Carré d'Art–Musée d'art contemporain, Nimes, France
16 Oct 2015 - 13 Mar 2016
On show in Nimes at the moment are two exhibitions by Yto Barrada and LaToya Ruby Frazier showing their exceptional photographic, film, sculptural and installation works.
Barradas exhibition carries her exploration of the Moroccan identity and the question of origins and also arrangements for collecting and displaying at natural history, ethnography and archaeology museums. In it she thinks through the status of the archives and industry developed around archaeological digs.
One series of photographs presents a set of children’s toys from North Africa kept at the Musée du Quai Branly in Paris. Another set of works make direct reference to archaeological excavations going on across the Sahara, the discovery of fossils, as well as the booming market for fakes.
The film Faux Départ is a journey through the landscapes of the Atlas mountains and a description of the work of the counterfeiters. It is at once a reflection on geological eras, the history of our planet and also the history of France. This whole set of items and pictures tells us individual stories but also the way in which we can recount history through the collecting of objects, the making of artefacts and their display in museum facilities that evolve over time.
LaToya Ruby Frazier (born 1982) takes as the subject of the photographs her home town of Braddock, Pennsylvania, or rather the people who live there. This is the working-class suburb of Pittsburgh, where there used to be a large steelworks. For a number of years she has been working on those close to her and taking them as witnesses to the economic slump.
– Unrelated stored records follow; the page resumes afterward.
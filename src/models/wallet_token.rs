use anyhow::Result;
use serde::{Deserialize, Serialize};

use crate::validation::{sanitize_evm_address, validate_chain_id, validate_decimal_string};

#[derive(Debug, Clone, PartialEq, Eq, Serialize, Deserialize)]
#[serde(rename_all = "camelCase")]
pub struct WalletToken {
    pub id: i64,
    pub user_id: i64,
    pub chain_id: String,
    pub token_address: String,
    /// Last balance reported by the chain, in token units.
    pub balance: String,
    pub is_visible: bool,
}

#[derive(Debug, Clone, PartialEq, Eq, Deserialize)]
#[serde(rename_all = "camelCase")]
pub struct NewWalletToken {
    pub user_id: i64,
    pub chain_id: String,
    pub token_address: String,
    #[serde(default = "default_balance")]
    pub balance: String,
    #[serde(default = "default_visibility")]
    pub is_visible: bool,
}

impl NewWalletToken {
    pub fn validate(&mut self) -> Result<()> {
        self.chain_id = validate_chain_id(&self.chain_id)?;
        self.token_address = sanitize_evm_address(&self.token_address, "tokenAddress")?;
        self.balance = validate_decimal_string(&self.balance, "balance")?;
        Ok(())
    }

    pub(crate) fn into_wallet_token(self, id: i64) -> WalletToken {
        WalletToken {
            id,
            user_id: self.user_id,
            chain_id: self.chain_id,
            token_address: self.token_address,
            balance: self.balance,
            is_visible: self.is_visible,
        }
    }
}

/// Body of `PUT /api/wallet-tokens/{userId}/{chainId}/{tokenAddress}`.
#[derive(Debug, Clone, PartialEq, Eq, Deserialize)]
pub struct BalanceUpdate {
    pub balance: String,
}

impl BalanceUpdate {
    pub fn validate(&mut self) -> Result<()> {
        self.balance = validate_decimal_string(&self.balance, "balance")?;
        Ok(())
    }
}

fn default_balance() -> String {
    "0".to_string()
}

const fn default_visibility() -> bool {
    true
}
Her work belongs to a long tradition of committed photographers including Dorothea Lange, Walker Evans and Gordon Parks. She is interested in three generations of women. Her photos keep coming back to her grandmother, her mother and self-portraits. Going beyond the bounds of the documentary photograph, LaToya Ruby Frazier produces complex compositions with multiple centrings and mises en abyme and calling on the performative gesture.
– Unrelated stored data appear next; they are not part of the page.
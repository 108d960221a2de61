use anyhow::Result;
use serde::{Deserialize, Serialize};

use crate::validation::{
    require_non_empty, sanitize_evm_address, validate_chain_id, validate_decimal_string,
};

/// Advisory wait between drips, shown to users. Not enforced server-side.
pub const DEFAULT_COOLDOWN_HOURS: u32 = 24;

#[derive(Debug, Clone, PartialEq, Eq, Serialize, Deserialize)]
#[serde(rename_all = "camelCase")]
pub struct Faucet {
    pub id: i64,
    pub chain_id: String,
    pub token_address: String,
    pub token_symbol: String,
    pub url: String,
    pub amount: String,
    pub cooldown_hours: u32,
}

/// Snake-case aliases let the same type load from TOML fixture tables.
#[derive(Debug, Clone, PartialEq, Eq, Deserialize)]
#[serde(rename_all = "camelCase")]
pub struct NewFaucet {
    #[serde(alias = "chain_id")]
    pub chain_id: String,
    #[serde(alias = "token_address")]
    pub token_address: String,
    #[serde(alias = "token_symbol")]
    pub token_symbol: String,
    pub url: String,
    pub amount: String,
    #[serde(default = "default_cooldown_hours", alias = "cooldown_hours")]
    pub cooldown_hours: u32,
}

impl NewFaucet {
    pub fn validate(&mut self) -> Result<()> {
        self.chain_id = validate_chain_id(&self.chain_id)?;
        self.token_address = sanitize_evm_address(&self.token_address, "tokenAddress")?;
        self.token_symbol = require_non_empty(&self.token_symbol, "tokenSymbol")?;
        self.url = require_non_empty(&self.url, "url")?;
        self.amount = validate_decimal_string(&self.amount, "amount")?;
        Ok(())
    }

    pub(crate) fn into_faucet(self, id: i64) -> Faucet {
        Faucet {
            id,
            chain_id: self.chain_id,
            token_address: self.token_address,
            token_symbol: self.token_symbol,
            url: self.url,
            amount: self.amount,
            cooldown_hours: self.cooldown_hours,
        }
    }
}

const fn default_cooldown_hours() -> u32 {
    DEFAULT_COOLDOWN_HOURS
}
use axum::extract::{Path, State};
use axum::routing::{get, post, put};
use axum::{Json, Router};
use tracing::{debug, info};

use crate::models::wallet_token::{BalanceUpdate, NewWalletToken, WalletToken};
use crate::state::AppState;
use crate::validation::{sanitize_evm_address, validate_chain_id};

use super::{ApiJson, HttpError, user_id_param};

pub fn router() -> Router<AppState> {
    Router::new()
        .route("/wallet-tokens", post(add_wallet_token))
        .route("/wallet-tokens/{user_id}", get(list_wallet_tokens))
        .route(
            "/wallet-tokens/{user_id}/{chain_id}",
            get(list_wallet_tokens_on_chain),
        )
        .route(
            "/wallet-tokens/{user_id}/{chain_id}/{token_address}",
            put(update_balance),
        )
}

async fn list_wallet_tokens(
    Path(user_id): Path<String>,
    State(state): State<AppState>,
) -> Result<Json<Vec<WalletToken>>, HttpError> {
    let user_id = user_id_param(&user_id)?;
    Ok(Json(state.store.list_wallet_tokens(user_id).await))
}

async fn list_wallet_tokens_on_chain(
    Path((user_id, chain_id)): Path<(String, String)>,
    State(state): State<AppState>,
) -> Result<Json<Vec<WalletToken>>, HttpError> {
    let user_id = user_id_param(&user_id)?;
    Ok(Json(
        state
            .store
            .list_wallet_tokens_on_chain(user_id, &chain_id)
            .await,
    ))
}

async fn update_balance(
    Path((user_id, chain_id, token_address)): Path<(String, String, String)>,
    State(state): State<AppState>,
    ApiJson(mut payload): ApiJson<BalanceUpdate>,
) -> Result<Json<WalletToken>, HttpError> {
    let user_id = user_id_param(&user_id)?;
    let chain_id = validate_chain_id(&chain_id).map_err(HttpError::bad_request)?;
    let token_address =
        sanitize_evm_address(&token_address, "tokenAddress").map_err(HttpError::bad_request)?;
    payload.validate().map_err(HttpError::bad_request)?;

    let entry = state
        .store
        .upsert_wallet_token_balance(user_id, &chain_id, &token_address, payload.balance)
        .await;
    debug!(
        "Balance of {} on chain {} for user {} is {}",
        entry.token_address, entry.chain_id, entry.user_id, entry.balance
    );
    Ok(Json(entry))
}

/// Adds a custom token to a user's wallet before its first balance refresh.
async fn add_wallet_token(
    State(state): State<AppState>,
    ApiJson(mut payload): ApiJson<NewWalletToken>,
) -> Result<Json<WalletToken>, HttpError> {
    payload.validate().map_err(HttpError::bad_request)?;
    let entry = state.store.add_wallet_token(payload).await?;
    info!(
        "User {} now tracks {} on chain {}",
        entry.user_id, entry.token_address, entry.chain_id
    );
    Ok(Json(entry))
}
Her contribution to the Pier 54 project on the New York City Highline was a performance in which she brandishes flags on which are printed historic photographs linked to the pier. She will be replaying that series on denim flags (denim being originally “de Nîmes”, from Nîmes), with reference to her 2011 series Campaign for Braddock Hospital in which she responded to a campaign for Levis jeans at Braddock. She has exhibited mostly in the United States (MOMA, New Museum New York, the Whitney Biennale Museum or the Chicago Museum of Contemporary Art). This is her debut solo exhibition at an art institution in France.